- Etap był dla mnie bardzo pechowy. Na początku jechało mi się świetnie, trzymałem dobre, szybkie tempo, które dawało mi pierwszą lokatę na punktach kontroli czasu. Między 6 i 7 waypointem, czyli w końcowej partii odcinka musiałem się jednak zatrzymać. Okazało się, że starła się zupełnie nowa, założona wczoraj zębatka i silnik nie mógł przenieść napędu na tylne koła - opisał wydarzenie Łukasz Łaskawiec na 12. etapie.

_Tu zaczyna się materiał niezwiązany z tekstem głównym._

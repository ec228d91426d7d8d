//! The `Sandbox` collaborator: core never executes a lens map function
//! itself — it hands `(record_id, record_value, dependency_reader)` to
//! whatever sandbox implementation the embedder configures (see the
//! sibling sandbox crate's native and WASM-host implementations) and
//! treats the outcome as opaque data, never a fatal error.

use crate::error::Result;
use crate::value::StructuredValue;

/// One emitted `[outputID, outputValue]` pair from a map function run.
pub type SandboxEntry = (String, StructuredValue);

pub enum SandboxOutcome {
    Ok {
        entries: Vec<SandboxEntry>,
        logs: Vec<String>,
    },
    Err {
        message: String,
        stack: Option<String>,
    },
}

/// Lets a map function read another declared dependency dataset's records
/// by name, without giving it direct access to the dataset store.
pub trait DependencyReader: Send + Sync {
    fn read(&self, dependency_name: &str) -> Result<Option<StructuredValue>>;
}

pub trait Sandbox: Send + Sync {
    fn evaluate(
        &self,
        map_function_source: &str,
        record_id: &str,
        record_value: &StructuredValue,
        dependencies: &dyn DependencyReader,
    ) -> SandboxOutcome;
}
impl AttachmentStore {
    pub fn open(blobs_root: impl Into<std::path::PathBuf>, meta_root: impl Into<std::path::PathBuf>) -> Result<Self> {
        Self::open_with_limit(blobs_root, meta_root, DEFAULT_MAX_OBJECT_BYTES)
    }

    pub fn open_with_limit(
        blobs_root: impl Into<std::path::PathBuf>,
        meta_root: impl Into<std::path::PathBuf>,
        max_object_bytes: u64,
    ) -> Result<Self> {
        Ok(AttachmentStore {
            blobs: BlobStore::open(blobs_root)?,
            meta: FileStore::open(meta_root)?,
            locks: LockManager::new(),
            holds: Mutex::new(std::collections::HashMap::new()),
            max_object_bytes,
            hold_watchdog_secs: DEFAULT_HOLD_WATCHDOG_SECS,
        })
    }

    pub fn with_hold_watchdog_secs(mut self, secs: u64) -> Self {
        self.hold_watchdog_secs = secs;
        self
    }

    fn meta_key(hash: &Hash) -> Vec<String> {
        vec![hash.to_hex()]
    }

    pub fn has(&self, hash: &Hash) -> Result<bool> {
        Ok(self.blobs.exists(hash) && self.meta.exists(&Self::meta_key(hash))?)
    }

    pub fn read_meta(&self, hash: &Hash) -> Result<AttachmentMeta> {
        AttachmentMeta::from_value(self.meta.read(&Self::meta_key(hash))?)
    }

    pub fn read_stream(&self, hash: &Hash) -> Result<impl Read> {
        self.blobs.read_stream(hash)
    }

    /// Streams an attachment into the blob store, registers `linker` (the
    /// dataset-record path that references it) and merges `extra` into the
    /// persisted metadata. Idempotent: writing the same bytes again with a
    /// new linker just adds to the linker set.
    ///
    /// Returns the hash together with a [`HoldGuard`] already taken on it,
    /// so an attachment uploaded before any record references it can't be
    /// collected between the upload and the record write.
    pub fn write_stream<R: Read>(
        &self,
        reader: R,
        linker: Option<&str>,
        extra: BTreeMap<String, StructuredValue>,
    ) -> Result<(Hash, HoldGuard<'_>)> {
        let (hash, tmp) = self.blobs.stage_iter_capped(reader, self.max_object_bytes)?;
        let hold = self.hold(&hash);
        let _guard = self.locks.lock_one(&hash.to_hex());
        self.blobs.commit_staged(&hash, tmp)?;
        let key = Self::meta_key(&hash);
        let now = Utc::now();
        self.meta.update(&key, |current| {
            let mut meta = match current {
                Some(v) => AttachmentMeta::from_value(v)?,
                None => AttachmentMeta {
                    created: Some(now),
                    ..Default::default()
                },
            };
            if let Some(l) = linker {
                meta.linkers.insert(l.to_string());
            }
            meta.updated = Some(now);
            for (k, v) in extra {
                meta.extra.insert(k, v);
            }
            Ok(Some(meta.to_value()))
        })?;
        Ok((hash, hold))
    }

    /// Adds `data_paths` to an existing attachment's linker set. Fails if
    /// the attachment's metadata does not already exist.
    pub fn link(&self, hash: &Hash, data_paths: &[String]) -> Result<()> {
        let _guard = self.locks.lock_one(&hash.to_hex());
        let key = Self::meta_key(hash);
        let now = Utc::now();
        self.meta.update(&key, |current| {
            let Some(v) = current else {
                return Err(CoreError::not_found(format!("attachment {hash}")));
            };
            let mut meta = AttachmentMeta::from_value(v)?;
            for p in data_paths {
                meta.linkers.insert(p.clone());
            }
            meta.updated = Some(now);
            Ok(Some(meta.to_value()))
        })
    }

    /// Increments the process-wide hold refcount for `hash`. A background
    /// watchdog logs a warning if the hold outlives `hold_watchdog_secs`
    /// without being released; this is diagnostic only and never releases
    /// the hold itself.
    pub fn hold(&self, hash: &Hash) -> HoldGuard<'_> {
        let mut holds = self.holds.lock().expect("holds mutex poisoned");
        *holds.entry(*hash).or_insert(0) += 1;
        drop(holds);

        let released_flag = Arc::new(AtomicBool::new(false));
        let watchdog_secs = self.hold_watchdog_secs;
        if watchdog_secs > 0 {
            let flag = released_flag.clone();
            let hex = hash.to_hex();
            std::thread::spawn(move || {
                std::thread::sleep(std::time::Duration::from_secs(watchdog_secs));
                if !flag.load(Ordering::Acquire) {
                    tracing::warn!(
                        hash = %hex,
                        after_secs = watchdog_secs,
                        "attachment hold not released in time"
                    );
                }
            });
        }

        HoldGuard {
            store: self,
            hash: *hash,
            released_flag,
            released: false,
        }
    }

    fn release(&self, hash: &Hash, resolver: &dyn LinkResolver) -> Result<bool> {
        let should_validate = {
            let mut holds = self.holds.lock().expect("holds mutex poisoned");
            match holds.get_mut(hash) {
                Some(count) => {
                    *count = count.saturating_sub(1);
                    let hit_zero = *count == 0;
                    if hit_zero {
                        holds.remove(hash);
                    }
                    hit_zero
                }
                None => true,
            }
        };
        if should_validate {
            self.validate(hash, resolver)
        } else {
            Ok(true)
        }
    }

    fn is_held(&self, hash: &Hash) -> bool {
        self.holds
            .lock()
            .expect("holds mutex poisoned")
            .contains_key(hash)
    }

    /// The GC oracle: re-resolves every recorded linker path through
    /// `resolver`, keeps only the ones that still reference this hash,
    /// and deletes the blob+meta once no linkers and no holds remain.
    /// Returns whether the attachment was retained.
    pub fn validate(&self, hash: &Hash, resolver: &dyn LinkResolver) -> Result<bool> {
        let _guard = self.locks.lock_one(&hash.to_hex());
        let key = Self::meta_key(hash);
        let mut retained = true;
        self.meta.update(&key, |current| {
            let Some(v) = current else {
                retained = false;
                return Ok(None);
            };
            let mut meta = AttachmentMeta::from_value(v)?;
            let mut survivors = HashSet::new();
            for linker in &meta.linkers {
                if let Some(links) = resolver.resolve_links(linker)? {
                    if links.iter().any(|l| l.hash_hex == hash.to_hex()) {
                        survivors.insert(linker.clone());
                    }
                }
            }
            meta.linkers = survivors;
            retained = !meta.linkers.is_empty();
            Ok(Some(meta.to_value()))
        })?;

        if !retained && !self.is_held(hash) {
            self.blobs.delete(hash)?;
            self.meta.delete(&key)?;
            return Ok(false);
        }
        Ok(true)
    }
}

- Nie miałem ze sobą tej części i musiałem czekać na jej dostarczenie przez ekipę Grzegorza Barana, który startuje ciężarówką i któremu chciałbym za pomoc bardzo podziękować. Po naprawie odpaliłem quada i dojechałem do mety.
- Czuję ogromną, sportową złość - na dwa dni przed zakończeniem rajdu przydarzyła się awaria, która praktycznie wykluczyła mnie z walki o podium w generalce. Nie zamierzam się jednak poddawać. Rano wstanę, wsiądę na quada i będę walczył tak, jakby dzisiejsze wypadki nie miały miejsca - zapowiedział "Łoker".
W klasyfikacji generalnej Rajdu Dakar, Łukasz Łaskawiec spadł aż na 14. miejsce.